[Dataset excerpts]
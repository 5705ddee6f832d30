use axum::Json;
use axum::response::IntoResponse;

/// Health check handler
pub async fn health_handler() -> impl IntoResponse {
    Json(serde_json::json!({ "ok": true }))
}
use std::path::{Path, PathBuf};

use parlo_config::PromptPolicy;

use crate::error::SpeechError;
use crate::prompt::{self, ImageContext, PromptInput};
use crate::provider::{AudioPayload, ImagePayload, ModelProvider, openai::OpenAiProvider};
use crate::result::{self, ImproveResult};
use crate::types::{AnalyzeImageRequest, AnalyzeImageResponse, ImproveRequest, TranscribeRequest, TranscribeResponse};
use crate::upload::TransientUpload;

/// Speech pipeline server shared by the three endpoints
///
/// Each request runs the same sequence: read the staged upload (at most
/// once), build the instruction string, invoke the model, normalize the
/// output. No state crosses requests.
pub struct Server {
    provider: Box<dyn ModelProvider>,
    policy: PromptPolicy,
    vision_input: bool,
    staging_dir: PathBuf,
}

impl Server {
    pub(crate) fn staging_dir(&self) -> &Path {
        &self.staging_dir
    }

    /// Run a speech-to-text job
    pub(crate) async fn transcribe(&self, request: TranscribeRequest) -> crate::error::Result<TranscribeResponse> {
        let TranscribeRequest { audio, language } = request;

        let transcript = self
            .provider
            .transcribe(audio_payload(audio, language)?)
            .await?;

        Ok(TranscribeResponse {
            transcript,
            language: language.code().map(str::to_owned),
        })
    }

    /// Run a rewrite-and-feedback job
    pub(crate) async fn improve(&self, request: ImproveRequest) -> crate::error::Result<ImproveResult> {
        let ImproveRequest { payload, image } = request;
        let has_image = image.is_some();

        let image = image.map(image_payload).transpose()?;

        // Direct vision input when the model supports it; pre-summarizing
        // into text is the configured fallback
        let mut rewrite_image = None;
        let mut description = None;
        if let Some(img) = image {
            if self.vision_input {
                rewrite_image = Some(img);
            } else {
                description = Some(self.provider.describe(img, payload.language).await?);
            }
        }

        let image_context = match (&rewrite_image, &description) {
            (Some(_), _) => ImageContext::Attached,
            (None, Some(text)) => ImageContext::Described(text),
            (None, None) => ImageContext::None,
        };

        let preferences = payload.preferences.unwrap_or_default();
        let input = PromptInput {
            language: payload.language,
            learner_mode: payload.learner_mode,
            topic: payload.topic.as_ref(),
            tone: preferences.tone.unwrap_or_default(),
            length: preferences.length.unwrap_or_default(),
            image: image_context,
        };

        let instructions = prompt::improve_instructions(&input, self.policy);
        let user_text = prompt::rewrite_user_text(payload.language, &payload.transcript, has_image);

        let raw = self.provider.rewrite(&instructions, &user_text, rewrite_image).await?;

        result::normalize(&raw)
    }

    /// Run an image analysis job: describe, then improve the description
    pub(crate) async fn analyze_image(
        &self,
        request: AnalyzeImageRequest,
    ) -> crate::error::Result<AnalyzeImageResponse> {
        let AnalyzeImageRequest {
            image,
            language,
            learner_mode,
        } = request;

        let description = self.provider.describe(image_payload(image)?, language).await?;

        let input = PromptInput {
            language,
            learner_mode,
            topic: None,
            tone: crate::types::Tone::default(),
            length: crate::types::LengthPreference::default(),
            image: ImageContext::None,
        };

        let instructions = prompt::improve_instructions(&input, self.policy);
        let user_text = prompt::analyze_user_text(language, &description);

        let raw = self.provider.rewrite(&instructions, &user_text, None).await?;
        let result = result::normalize(&raw)?;

        Ok(AnalyzeImageResponse {
            original: description,
            result,
        })
    }
}

fn audio_payload(upload: TransientUpload, language: crate::types::LanguageHint) -> crate::error::Result<AudioPayload> {
    let filename = upload.filename().to_owned();
    let content_type = upload.content_type().to_owned();
    let bytes = upload
        .read()
        .map_err(|e| SpeechError::Internal(anyhow::anyhow!("failed to read staged audio: {e}")))?;

    Ok(AudioPayload {
        bytes,
        filename,
        content_type,
        language,
    })
}

fn image_payload(upload: TransientUpload) -> crate::error::Result<ImagePayload> {
    let content_type = upload.content_type().to_owned();
    let bytes = upload
        .read()
        .map_err(|e| SpeechError::Internal(anyhow::anyhow!("failed to read staged image: {e}")))?;

    Ok(ImagePayload { bytes, content_type })
}

/// Builder for constructing the speech server from configuration
pub(crate) struct SpeechServerBuilder<'a> {
    config: &'a parlo_config::Config,
}

impl<'a> SpeechServerBuilder<'a> {
    pub fn new(config: &'a parlo_config::Config) -> Self {
        Self { config }
    }

    pub fn build(self) -> anyhow::Result<Server> {
        let provider = OpenAiProvider::new(&self.config.model)?;

        let staging_dir = self.config.uploads.staging_dir();
        std::fs::create_dir_all(&staging_dir)
            .map_err(|e| anyhow::anyhow!("failed to create staging directory {}: {e}", staging_dir.display()))?;

        tracing::debug!(
            staging_dir = %staging_dir.display(),
            policy = ?self.config.coach.policy,
            vision_input = self.config.model.vision_input,
            "speech server initialized"
        );

        Ok(Server {
            provider: Box::new(provider),
            policy: self.config.coach.policy,
            vision_input: self.config.model.vision_input,
            staging_dir,
        })
    }
}
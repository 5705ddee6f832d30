use http::Method;
use http::header::HeaderName;
use parlo_config::{AnyOrArray, CorsConfig};
use tower_http::cors::{AllowHeaders, AllowMethods, AllowOrigin, CorsLayer};

/// Build a Tower CORS layer from configuration
pub fn cors_layer(config: &CorsConfig) -> CorsLayer {
    let mut layer = CorsLayer::new();

    layer = match &config.origins {
        AnyOrArray::Any => layer.allow_origin(AllowOrigin::any()),
        AnyOrArray::List(origins) => {
            let origins: Vec<_> = origins.iter().filter_map(|o| o.parse().ok()).collect();
            layer.allow_origin(origins)
        }
    };

    layer = match &config.methods {
        AnyOrArray::Any => layer.allow_methods(AllowMethods::any()),
        AnyOrArray::List(methods) => {
            let methods: Vec<Method> = methods.iter().filter_map(|m| m.parse().ok()).collect();
            layer.allow_methods(methods)
        }
    };

    layer = match &config.headers {
        AnyOrArray::Any => layer.allow_headers(AllowHeaders::any()),
        AnyOrArray::List(headers) => {
            let headers: Vec<HeaderName> = headers.iter().filter_map(|h| h.parse().ok()).collect();
            layer.allow_headers(headers)
        }
    };

    if config.credentials {
        layer = layer.allow_credentials(true);
    }

    layer
}
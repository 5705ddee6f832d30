use std::path::PathBuf;

use clap::Parser;

/// Parlo speech-practice gateway
#[derive(Debug, Parser)]
#[command(name = "parlo", about = "Backend gateway for the Parlo speech-practice app")]
pub struct Args {
    /// Path to configuration file
    #[arg(short, long, default_value = "parlo.toml", env = "PARLO_CONFIG")]
    pub config: PathBuf,

    /// Override the listen address
    #[arg(long, env = "PARLO_LISTEN")]
    pub listen: Option<std::net::SocketAddr>,
}
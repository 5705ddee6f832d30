use std::fmt::Write as _;
use std::time::Duration;

use mini_moka::sync::Cache;
use parlo_config::IdentityConfig;
use parlo_core::AuthenticatedUser;
use secrecy::{ExposeSecret, SecretString};
use serde::Deserialize;
use sha2::{Digest, Sha256};

use crate::AuthError;

/// Lookup response from the identity service
#[derive(Debug, Deserialize)]
struct LookupResponse {
    #[serde(default)]
    users: Vec<LookupUser>,
}

#[derive(Debug, Deserialize)]
#[serde(rename_all = "camelCase")]
struct LookupUser {
    local_id: String,
    #[serde(default)]
    email: Option<String>,
}

/// Verifies bearer ID tokens against the external identity service
///
/// Successful verifications are cached for the configured TTL so repeated
/// requests from the same session do not round-trip to the identity
/// service. Tokens are cached under their SHA-256 digest, never in the
/// clear.
#[derive(Clone)]
pub struct IdentityVerifier {
    http: reqwest::Client,
    lookup_url: url::Url,
    api_key: SecretString,
    cache: Cache<String, AuthenticatedUser>,
}

impl IdentityVerifier {
    /// Build a verifier from configuration
    ///
    /// # Errors
    ///
    /// Returns an error if the HTTP client cannot be built or the lookup
    /// URL cannot be derived from the configured base URL
    pub fn new(config: &IdentityConfig) -> anyhow::Result<Self> {
        let http = reqwest::Client::builder()
            .timeout(Duration::from_secs(config.timeout_seconds))
            .build()?;

        let lookup_url = format!("{}/accounts:lookup", config.base_url.as_str().trim_end_matches('/'))
            .parse()
            .map_err(|e| anyhow::anyhow!("invalid identity base URL: {e}"))?;

        let cache = Cache::builder()
            .time_to_live(Duration::from_secs(config.cache_ttl_seconds))
            .max_capacity(config.cache_capacity)
            .build();

        Ok(Self {
            http,
            lookup_url,
            api_key: config.api_key.clone(),
            cache,
        })
    }

    /// Verify a bearer ID token and resolve the caller's identity
    ///
    /// # Errors
    ///
    /// Returns `AuthError` if the token is invalid, expired, or the
    /// identity service is unreachable
    pub async fn verify(&self, token: &str) -> Result<AuthenticatedUser, AuthError> {
        let cache_key = sha256_hex(token);

        if let Some(cached) = self.cache.get(&cache_key) {
            return Ok(cached);
        }

        let response = self
            .http
            .post(self.lookup_url.clone())
            .query(&[("key", self.api_key.expose_secret())])
            .json(&serde_json::json!({ "idToken": token }))
            .send()
            .await?;

        let status = response.status();

        // The identity service reports bad tokens as 400 with an error body
        if status.as_u16() == 400 {
            return Err(AuthError::InvalidToken);
        }

        if !status.is_success() {
            let message = response.text().await.unwrap_or_default();
            return Err(AuthError::ServiceError {
                status: status.as_u16(),
                message,
            });
        }

        let lookup: LookupResponse = response.json().await.map_err(|e| AuthError::ServiceError {
            status: 0,
            message: format!("failed to parse response: {e}"),
        })?;

        let Some(user) = lookup.users.into_iter().next() else {
            return Err(AuthError::InvalidToken);
        };

        let identity = AuthenticatedUser {
            uid: user.local_id,
            email: user.email,
        };

        tracing::debug!(uid = %identity.uid, "token verified");
        self.cache.insert(cache_key, identity.clone());

        Ok(identity)
    }

    /// Remove a cached verification (e.g. after revocation)
    pub fn invalidate(&self, token: &str) {
        self.cache.invalidate(&sha256_hex(token));
    }
}

/// Compute the SHA-256 hex digest of a string
fn sha256_hex(input: &str) -> String {
    let mut hasher = Sha256::new();
    hasher.update(input.as_bytes());
    let digest = hasher.finalize();
    let mut hex = String::with_capacity(64);
    for byte in digest {
        // Writing hex to a String is infallible
        write!(hex, "{byte:02x}").unwrap();
    }
    hex
}
#![allow(clippy::must_use_candidate)]

mod error;
mod identity;

pub use error::HttpError;
pub use identity::AuthenticatedUser;
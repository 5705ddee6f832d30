/// Authentication errors
#[derive(Debug, thiserror::Error)]
pub enum AuthError {
    /// Token was rejected by the identity service (expired, revoked,
    /// signature mismatch) or matched no user
    #[error("invalid or expired token")]
    InvalidToken,

    /// HTTP request to the identity service failed
    #[error("token verification failed: {0}")]
    VerificationFailed(#[from] reqwest::Error),

    /// Identity service returned an unexpected non-success response
    #[error("identity service error ({status}): {message}")]
    ServiceError {
        /// HTTP status code
        status: u16,
        /// Error message from the identity service
        message: String,
    },
}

[Aim of the task] Line count for the word "length": please state how many lines of the records above contain it, and nothing else.

[Output of the task] 2